- [Collected data]:
════════
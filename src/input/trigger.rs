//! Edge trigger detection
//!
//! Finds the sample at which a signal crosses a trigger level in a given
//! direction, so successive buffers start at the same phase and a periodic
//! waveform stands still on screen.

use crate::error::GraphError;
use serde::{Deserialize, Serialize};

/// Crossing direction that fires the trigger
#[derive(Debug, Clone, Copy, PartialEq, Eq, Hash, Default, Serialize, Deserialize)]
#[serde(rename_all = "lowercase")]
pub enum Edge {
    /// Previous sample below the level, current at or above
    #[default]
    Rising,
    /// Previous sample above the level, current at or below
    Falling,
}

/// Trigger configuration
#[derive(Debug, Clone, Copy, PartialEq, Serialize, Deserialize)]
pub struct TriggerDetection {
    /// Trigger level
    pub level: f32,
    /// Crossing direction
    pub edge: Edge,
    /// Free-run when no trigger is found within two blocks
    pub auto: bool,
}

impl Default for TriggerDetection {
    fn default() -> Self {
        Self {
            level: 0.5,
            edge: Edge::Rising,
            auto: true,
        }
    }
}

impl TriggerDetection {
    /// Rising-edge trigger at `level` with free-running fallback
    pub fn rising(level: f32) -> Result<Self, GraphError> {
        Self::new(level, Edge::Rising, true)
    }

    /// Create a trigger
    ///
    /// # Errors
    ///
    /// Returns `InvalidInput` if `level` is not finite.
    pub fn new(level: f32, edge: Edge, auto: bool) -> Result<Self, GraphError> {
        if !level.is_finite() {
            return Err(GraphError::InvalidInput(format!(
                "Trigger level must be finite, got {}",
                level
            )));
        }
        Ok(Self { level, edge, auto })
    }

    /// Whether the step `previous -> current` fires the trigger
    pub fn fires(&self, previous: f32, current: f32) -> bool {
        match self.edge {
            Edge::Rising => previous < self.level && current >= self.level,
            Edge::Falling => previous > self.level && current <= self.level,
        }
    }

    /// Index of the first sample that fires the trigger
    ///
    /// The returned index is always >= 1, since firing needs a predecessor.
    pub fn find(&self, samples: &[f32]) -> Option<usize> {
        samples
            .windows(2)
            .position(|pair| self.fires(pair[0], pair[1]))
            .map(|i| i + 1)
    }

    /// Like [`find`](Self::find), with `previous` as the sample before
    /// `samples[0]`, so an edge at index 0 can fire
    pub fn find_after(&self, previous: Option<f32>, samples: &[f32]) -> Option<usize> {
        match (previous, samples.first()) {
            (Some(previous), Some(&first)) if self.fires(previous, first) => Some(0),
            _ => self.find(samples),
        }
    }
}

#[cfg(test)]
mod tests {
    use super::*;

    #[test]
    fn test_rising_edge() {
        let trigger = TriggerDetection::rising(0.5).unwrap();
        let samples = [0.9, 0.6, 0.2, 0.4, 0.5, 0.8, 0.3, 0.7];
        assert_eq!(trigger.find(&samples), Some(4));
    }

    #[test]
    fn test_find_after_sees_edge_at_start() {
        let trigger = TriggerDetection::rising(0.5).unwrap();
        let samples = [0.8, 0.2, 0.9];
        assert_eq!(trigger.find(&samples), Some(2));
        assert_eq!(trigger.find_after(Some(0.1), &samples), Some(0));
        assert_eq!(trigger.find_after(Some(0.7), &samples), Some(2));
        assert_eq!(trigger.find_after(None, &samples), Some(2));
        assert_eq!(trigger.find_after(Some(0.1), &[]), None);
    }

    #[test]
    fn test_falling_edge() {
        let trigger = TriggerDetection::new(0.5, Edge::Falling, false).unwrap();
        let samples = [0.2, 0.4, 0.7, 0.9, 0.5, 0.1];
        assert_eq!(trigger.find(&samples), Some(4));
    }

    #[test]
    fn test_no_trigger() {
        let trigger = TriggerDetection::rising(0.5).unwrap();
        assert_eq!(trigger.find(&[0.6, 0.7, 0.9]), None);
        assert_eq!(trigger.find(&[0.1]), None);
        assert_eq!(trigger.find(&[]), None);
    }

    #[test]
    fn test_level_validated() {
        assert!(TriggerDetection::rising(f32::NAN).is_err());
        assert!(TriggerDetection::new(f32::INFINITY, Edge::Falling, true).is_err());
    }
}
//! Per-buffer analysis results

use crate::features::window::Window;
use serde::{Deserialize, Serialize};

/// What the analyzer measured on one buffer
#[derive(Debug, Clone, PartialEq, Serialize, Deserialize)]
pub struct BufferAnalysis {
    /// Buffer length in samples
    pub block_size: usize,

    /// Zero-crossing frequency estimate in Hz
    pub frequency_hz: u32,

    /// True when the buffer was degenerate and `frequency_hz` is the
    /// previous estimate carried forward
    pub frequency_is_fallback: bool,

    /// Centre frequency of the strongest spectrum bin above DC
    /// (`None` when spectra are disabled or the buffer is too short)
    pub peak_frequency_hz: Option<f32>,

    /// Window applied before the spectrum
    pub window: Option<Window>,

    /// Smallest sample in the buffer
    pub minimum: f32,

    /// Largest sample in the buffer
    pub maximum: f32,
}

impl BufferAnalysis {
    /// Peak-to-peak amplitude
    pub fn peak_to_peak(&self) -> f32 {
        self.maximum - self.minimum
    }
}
════════
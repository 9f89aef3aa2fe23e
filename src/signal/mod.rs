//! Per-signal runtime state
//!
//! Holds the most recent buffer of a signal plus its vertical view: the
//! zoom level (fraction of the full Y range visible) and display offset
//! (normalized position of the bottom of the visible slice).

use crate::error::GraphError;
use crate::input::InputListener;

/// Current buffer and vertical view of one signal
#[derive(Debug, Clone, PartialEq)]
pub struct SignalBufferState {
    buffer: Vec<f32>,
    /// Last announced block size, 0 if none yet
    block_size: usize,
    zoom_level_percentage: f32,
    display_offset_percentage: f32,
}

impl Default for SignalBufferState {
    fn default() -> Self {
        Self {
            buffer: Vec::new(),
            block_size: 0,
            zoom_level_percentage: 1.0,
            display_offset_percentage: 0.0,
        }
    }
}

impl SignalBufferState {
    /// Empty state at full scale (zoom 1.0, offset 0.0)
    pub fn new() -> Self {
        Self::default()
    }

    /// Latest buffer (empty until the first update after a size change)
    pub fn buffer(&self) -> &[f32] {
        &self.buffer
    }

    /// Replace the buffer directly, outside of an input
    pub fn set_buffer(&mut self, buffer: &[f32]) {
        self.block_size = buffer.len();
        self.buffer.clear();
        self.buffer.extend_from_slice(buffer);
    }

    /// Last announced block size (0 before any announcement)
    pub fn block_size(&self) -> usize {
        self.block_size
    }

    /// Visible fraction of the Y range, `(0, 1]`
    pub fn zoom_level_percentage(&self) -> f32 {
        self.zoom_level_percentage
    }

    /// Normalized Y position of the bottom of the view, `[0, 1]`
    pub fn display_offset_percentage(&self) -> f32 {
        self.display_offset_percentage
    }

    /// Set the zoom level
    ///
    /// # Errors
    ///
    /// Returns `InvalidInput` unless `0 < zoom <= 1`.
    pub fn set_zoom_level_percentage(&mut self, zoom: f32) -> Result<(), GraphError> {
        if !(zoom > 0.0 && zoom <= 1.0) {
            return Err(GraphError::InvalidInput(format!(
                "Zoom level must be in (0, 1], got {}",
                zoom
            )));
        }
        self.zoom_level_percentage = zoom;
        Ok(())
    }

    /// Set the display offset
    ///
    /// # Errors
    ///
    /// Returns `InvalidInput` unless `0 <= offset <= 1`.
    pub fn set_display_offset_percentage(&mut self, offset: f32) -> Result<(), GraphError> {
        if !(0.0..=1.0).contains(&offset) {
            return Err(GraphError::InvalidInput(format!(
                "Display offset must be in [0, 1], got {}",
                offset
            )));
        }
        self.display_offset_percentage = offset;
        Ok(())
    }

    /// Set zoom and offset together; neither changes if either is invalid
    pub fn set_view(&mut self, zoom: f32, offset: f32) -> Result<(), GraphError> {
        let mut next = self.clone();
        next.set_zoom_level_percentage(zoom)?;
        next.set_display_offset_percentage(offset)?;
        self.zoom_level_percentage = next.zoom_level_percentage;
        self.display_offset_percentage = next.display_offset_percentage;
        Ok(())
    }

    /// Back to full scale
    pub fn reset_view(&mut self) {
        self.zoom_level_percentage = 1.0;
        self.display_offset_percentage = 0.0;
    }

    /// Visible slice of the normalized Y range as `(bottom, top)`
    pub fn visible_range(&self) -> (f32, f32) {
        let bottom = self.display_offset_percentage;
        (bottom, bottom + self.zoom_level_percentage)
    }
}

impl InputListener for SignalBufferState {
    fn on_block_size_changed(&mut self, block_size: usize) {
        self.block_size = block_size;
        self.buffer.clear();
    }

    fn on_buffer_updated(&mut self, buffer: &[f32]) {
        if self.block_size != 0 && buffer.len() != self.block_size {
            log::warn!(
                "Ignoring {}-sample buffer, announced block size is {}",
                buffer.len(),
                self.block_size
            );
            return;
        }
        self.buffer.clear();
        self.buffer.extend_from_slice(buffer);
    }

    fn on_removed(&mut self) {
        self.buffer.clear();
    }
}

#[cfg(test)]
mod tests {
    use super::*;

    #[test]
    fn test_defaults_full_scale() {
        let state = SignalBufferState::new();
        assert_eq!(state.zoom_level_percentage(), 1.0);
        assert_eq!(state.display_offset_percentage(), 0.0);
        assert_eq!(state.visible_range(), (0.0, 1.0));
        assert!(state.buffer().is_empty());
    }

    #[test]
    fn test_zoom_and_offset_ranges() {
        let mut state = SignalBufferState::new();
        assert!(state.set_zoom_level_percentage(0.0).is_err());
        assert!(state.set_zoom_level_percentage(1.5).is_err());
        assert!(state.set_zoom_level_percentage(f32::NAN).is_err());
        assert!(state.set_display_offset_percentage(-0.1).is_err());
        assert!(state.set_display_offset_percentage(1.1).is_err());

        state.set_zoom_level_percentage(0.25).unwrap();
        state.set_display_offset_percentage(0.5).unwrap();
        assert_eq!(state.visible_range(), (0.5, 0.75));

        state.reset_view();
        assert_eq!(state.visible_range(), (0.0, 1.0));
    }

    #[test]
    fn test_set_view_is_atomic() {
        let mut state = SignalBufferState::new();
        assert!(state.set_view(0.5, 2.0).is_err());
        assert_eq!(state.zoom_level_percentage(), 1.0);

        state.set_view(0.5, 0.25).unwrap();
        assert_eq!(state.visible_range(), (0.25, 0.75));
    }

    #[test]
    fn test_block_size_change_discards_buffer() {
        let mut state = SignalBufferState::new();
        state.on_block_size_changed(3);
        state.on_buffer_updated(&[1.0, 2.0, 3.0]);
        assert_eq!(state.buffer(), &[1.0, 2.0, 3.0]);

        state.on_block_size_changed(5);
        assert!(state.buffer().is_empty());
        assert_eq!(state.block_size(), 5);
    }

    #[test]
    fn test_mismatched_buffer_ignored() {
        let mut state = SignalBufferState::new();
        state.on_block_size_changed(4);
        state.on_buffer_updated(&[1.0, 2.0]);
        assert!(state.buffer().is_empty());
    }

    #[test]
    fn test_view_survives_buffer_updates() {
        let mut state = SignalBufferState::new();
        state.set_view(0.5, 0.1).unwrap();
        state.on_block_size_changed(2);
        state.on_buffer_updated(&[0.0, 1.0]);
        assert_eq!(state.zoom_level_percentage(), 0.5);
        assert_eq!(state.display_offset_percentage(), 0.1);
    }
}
════════
- [WHAT TO DO]: Using the entries above, repeat only the lines from the one containing "pub struct TriggerDetection" through the one containing "index 0 can fire", end lines included.

- [FINAL ANSWER]:
pub struct TriggerDetection {
    /// Trigger level
    pub level: f32,
    /// Crossing direction
    pub edge: Edge,
    /// Free-run when no trigger is found within two blocks
    pub auto: bool,
}

impl Default for TriggerDetection {
    fn default() -> Self {
        Self {
            level: 0.5,
            edge: Edge::Rising,
            auto: true,
        }
    }
}

impl TriggerDetection {
    /// Rising-edge trigger at `level` with free-running fallback
    pub fn rising(level: f32) -> Result<Self, GraphError> {
        Self::new(level, Edge::Rising, true)
    }

    /// Create a trigger
    ///
    /// # Errors
    ///
    /// Returns `InvalidInput` if `level` is not finite.
    pub fn new(level: f32, edge: Edge, auto: bool) -> Result<Self, GraphError> {
        if !level.is_finite() {
            return Err(GraphError::InvalidInput(format!(
                "Trigger level must be finite, got {}",
                level
            )));
        }
        Ok(Self { level, edge, auto })
    }

    /// Whether the step `previous -> current` fires the trigger
    pub fn fires(&self, previous: f32, current: f32) -> bool {
        match self.edge {
            Edge::Rising => previous < self.level && current >= self.level,
            Edge::Falling => previous > self.level && current <= self.level,
        }
    }

    /// Index of the first sample that fires the trigger
    ///
    /// The returned index is always >= 1, since firing needs a predecessor.
    pub fn find(&self, samples: &[f32]) -> Option<usize> {
        samples
            .windows(2)
            .position(|pair| self.fires(pair[0], pair[1]))
            .map(|i| i + 1)
    }

    /// Like [`find`](Self::find), with `previous` as the sample before
    /// `samples[0]`, so an edge at index 0 can fire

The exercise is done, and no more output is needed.